Search code examples
amazon-web-servicesamazon-athena

Is it possible to add fields to struct in an existing AWS Athena table?


I have a table that tracks user actions on a high-throughput site that is defined as (irrelevant fields, etc removed):

CREATE EXTERNAL TABLE `actions`(
  `uuid` string COMMENT 'from deserializer', 
  `action` string COMMENT 'from deserializer', 
  `user` struct<id:int,username:string,country:string,created_at:string> COMMENT 'from deserializer')
PARTITIONED BY ( 
  `ingestdatetime` string)
ROW FORMAT SERDE 
  'org.openx.data.jsonserde.JsonSerDe' 
STORED AS INPUTFORMAT 
  'org.apache.hadoop.mapred.TextInputFormat' 
OUTPUTFORMAT 
  'org.apache.hadoop.hive.ql.io.HiveIgnoreKeyTextOutputFormat'
LOCATION
  's3://<path_to_bucket>'
TBLPROPERTIES (
  'transient_lastDdlTime'='1506104792')

And want to add some more fields to the user data (e.g. level:int to track what level the user was when they performed the action).

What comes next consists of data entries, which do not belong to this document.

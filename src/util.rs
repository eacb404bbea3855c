use subtle::ConstantTimeEq;

/// XORs `src` into `dst`. Both slices must have equal length.
#[inline]
pub(crate) fn xor_in_place(dst: &mut [u8], src: &[u8]) {
    debug_assert_eq!(dst.len(), src.len());
    for (d, s) in dst.iter_mut().zip(src.iter()) {
        *d ^= s;
    }
}

/// Constant-time equality of two byte slices.
///
/// Slices of different lengths compare unequal; the comparison over the
/// contents itself leaks nothing about the position of a mismatch.
#[inline]
pub(crate) fn ct_eq(a: &[u8], b: &[u8]) -> bool {
    if a.len() != b.len() {
        return false;
    }
    a.ct_eq(b).into()
}
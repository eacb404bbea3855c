//! Standalone SM9 key encapsulation: wrap a fresh symmetric key to an
//! identity and recover it with the identity's decryption key.
//!
//! This is the KEM half of the hybrid scheme in [`enc`](crate::sm9::enc),
//! exposed on its own for callers that bring their own data encapsulation:
//! `C = [r]QB`, `K = KDF(C || w || id, klen)` with `w = e(Ppub-e, P2)^r`.

use core::fmt;

use alloc::vec::Vec;
use rand::{CryptoRng, RngCore};
use sm9_core::{pairing, G1, G2, Group};
use zeroize::Zeroizing;

use crate::codec::{self, Reader};
use crate::sm9::{self, enc, hash, PublicParameters, HID_ENCRYPT};
use crate::{Codec, Error};

/// The encapsulation point `C = [r]QB`, sent alongside the wrapped payload.
#[derive(Clone, PartialEq)]
pub struct EncappedKey(pub(crate) G1);

impl fmt::Debug for EncappedKey {
    fn fmt(&self, f: &mut fmt::Formatter<'_>) -> fmt::Result {
        f.write_str("EncappedKey(..)")
    }
}

/// Wraps a fresh `key_len`-byte symmetric key to `id`.
///
/// Returns the derived key together with the encapsulation the recipient
/// needs to recover it. The derived key is zeroized on drop.
pub fn wrap_key<R: RngCore + CryptoRng>(
    params: &PublicParameters,
    id: &[u8],
    key_len: usize,
    rng: &mut R,
) -> Result<(Zeroizing<Vec<u8>>, EncappedKey), Error> {
    if key_len == 0 {
        return Err(Error::InvalidParameter);
    }
    sm9::check_id(id)?;
    let h1 = hash::h1(id, HID_ENCRYPT)?;
    let q = G1::one() * h1 + params.ppub_e;
    if q.is_zero() {
        return Err(Error::ZeroId);
    }
    let g = pairing(params.ppub_e, G2::one());

    loop {
        let r = sm9::rand_fr(rng);
        let c = q * r;
        let w = g.pow(r);

        let k = enc::kem_kdf(sm9::DigestAlg::Sm3, &c, &w, id, key_len)?;
        // An all-zero derivation is rejected by the standard; redraw r.
        if k.iter().all(|&b| b == 0) {
            continue;
        }
        return Ok((k, EncappedKey(c)));
    }
}

/// Recovers the symmetric key from an encapsulation.
pub fn unwrap_key(
    params: &PublicParameters,
    encapped: &EncappedKey,
    usk: &enc::UserSecretKey,
    id: &[u8],
    key_len: usize,
) -> Result<Zeroizing<Vec<u8>>, Error> {
    let sm9::CurveId::Sm9Bn256V1 = params.curve;
    if key_len == 0 {
        return Err(Error::InvalidParameter);
    }
    sm9::check_id(id)?;
    if encapped.0.is_zero() {
        return Err(Error::InvalidCiphertext);
    }

    let w = pairing(encapped.0, usk.de);
    let k = enc::kem_kdf(sm9::DigestAlg::Sm3, &encapped.0, &w, id, key_len)?;
    if k.iter().all(|&b| b == 0) {
        return Err(Error::KdfFailure);
    }
    Ok(k)
}

impl Codec for EncappedKey {
    fn to_bytes(&self) -> Vec<u8> {
        let mut content = Vec::new();
        codec::write_octet_string(&mut content, &sm9::g1_to_bytes(&self.0));
        codec::wrap_sequence(&content)
    }

    fn from_bytes(bytes: &[u8]) -> Result<Self, Error> {
        let parse = |bytes: &[u8]| -> Result<EncappedKey, Error> {
            let mut r = Reader::new(bytes);
            let mut seq = r.read_sequence()?;
            r.finish()?;
            let c = sm9::g1_from_bytes(seq.read_octet_string()?)?;
            seq.finish()?;
            Ok(EncappedKey(c))
        };
        parse(bytes).map_err(|_| Error::InvalidCiphertext)
    }
}

#[cfg(test)]
mod tests {
    use super::*;
    use crate::sm9::CurveId;

    const ID: &[u8] = b"Bob";

    fn default_setup() -> (PublicParameters, enc::UserSecretKey) {
        let mut rng = rand::thread_rng();
        let (params, msk) = sm9::setup(CurveId::Sm9Bn256V1, &mut rng).unwrap();
        let usk = enc::extract_user_secret_key(&params, &msk, ID).unwrap();
        (params, usk)
    }

    #[test]
    fn wrap_unwrap_round_trip() {
        let mut rng = rand::thread_rng();
        let (params, usk) = default_setup();

        for key_len in [1usize, 16, 32, 48, 100] {
            let (k, encapped) = wrap_key(&params, ID, key_len, &mut rng).unwrap();
            assert_eq!(k.len(), key_len);
            let k2 = unwrap_key(&params, &encapped, &usk, ID, key_len).unwrap();
            assert_eq!(&k[..], &k2[..]);
        }
    }

    #[test]
    fn wrap_is_randomized() {
        let mut rng = rand::thread_rng();
        let (params, _) = default_setup();

        let (ka, ca) = wrap_key(&params, ID, 32, &mut rng).unwrap();
        let (kb, cb) = wrap_key(&params, ID, 32, &mut rng).unwrap();
        assert_ne!(&ka[..], &kb[..]);
        assert_ne!(ca, cb);
    }

    #[test]
    fn wrong_identity_key_derives_different_secret() {
        let mut rng = rand::thread_rng();
        let (params, msk) = sm9::setup(CurveId::Sm9Bn256V1, &mut rng).unwrap();
        let usk = enc::extract_user_secret_key(&params, &msk, ID).unwrap();
        let other = enc::extract_user_secret_key(&params, &msk, b"Carol").unwrap();

        let (k, encapped) = wrap_key(&params, ID, 32, &mut rng).unwrap();
        let wrong = unwrap_key(&params, &encapped, &other, ID, 32).unwrap();
        assert_ne!(&k[..], &wrong[..]);
    }

    #[test]
    fn zero_length_key_is_rejected() {
        let mut rng = rand::thread_rng();
        let (params, usk) = default_setup();

        assert_eq!(
            wrap_key(&params, ID, 0, &mut rng).err(),
            Some(Error::InvalidParameter)
        );
        let (_, encapped) = wrap_key(&params, ID, 16, &mut rng).unwrap();
        assert_eq!(
            unwrap_key(&params, &encapped, &usk, ID, 0).err(),
            Some(Error::InvalidParameter)
        );
    }

    #[test]
    fn zero_point_is_rejected() {
        let (params, usk) = default_setup();
        let zero = EncappedKey(G1::zero());
        assert_eq!(
            unwrap_key(&params, &zero, &usk, ID, 32).err(),
            Some(Error::InvalidCiphertext)
        );
    }

    #[test]
    fn encapped_key_codec_round_trip() {
        let mut rng = rand::thread_rng();
        let (params, usk) = default_setup();

        let (k, encapped) = wrap_key(&params, ID, 32, &mut rng).unwrap();
        let bytes = encapped.to_bytes();
        let encapped2 = EncappedKey::from_bytes(&bytes).unwrap();
        assert_eq!(encapped, encapped2);
        let k2 = unwrap_key(&params, &encapped2, &usk, ID, 32).unwrap();
        assert_eq!(&k[..], &k2[..]);

        assert_eq!(
            EncappedKey::from_bytes(&bytes[..bytes.len() - 1]),
            Err(Error::InvalidCiphertext)
        );
    }
}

Is it possible to alter the table definition to include these new properties, and if so, is it possible to configure default values in the event that they aren't in the source data files?


Solution

  • No, You can't add a new column to struct in Athena. You can delete Schema and then create a new Table with required columns. Deleting schema or database won't affect your data because Athena doesn't store data itself, it just points to data in S3.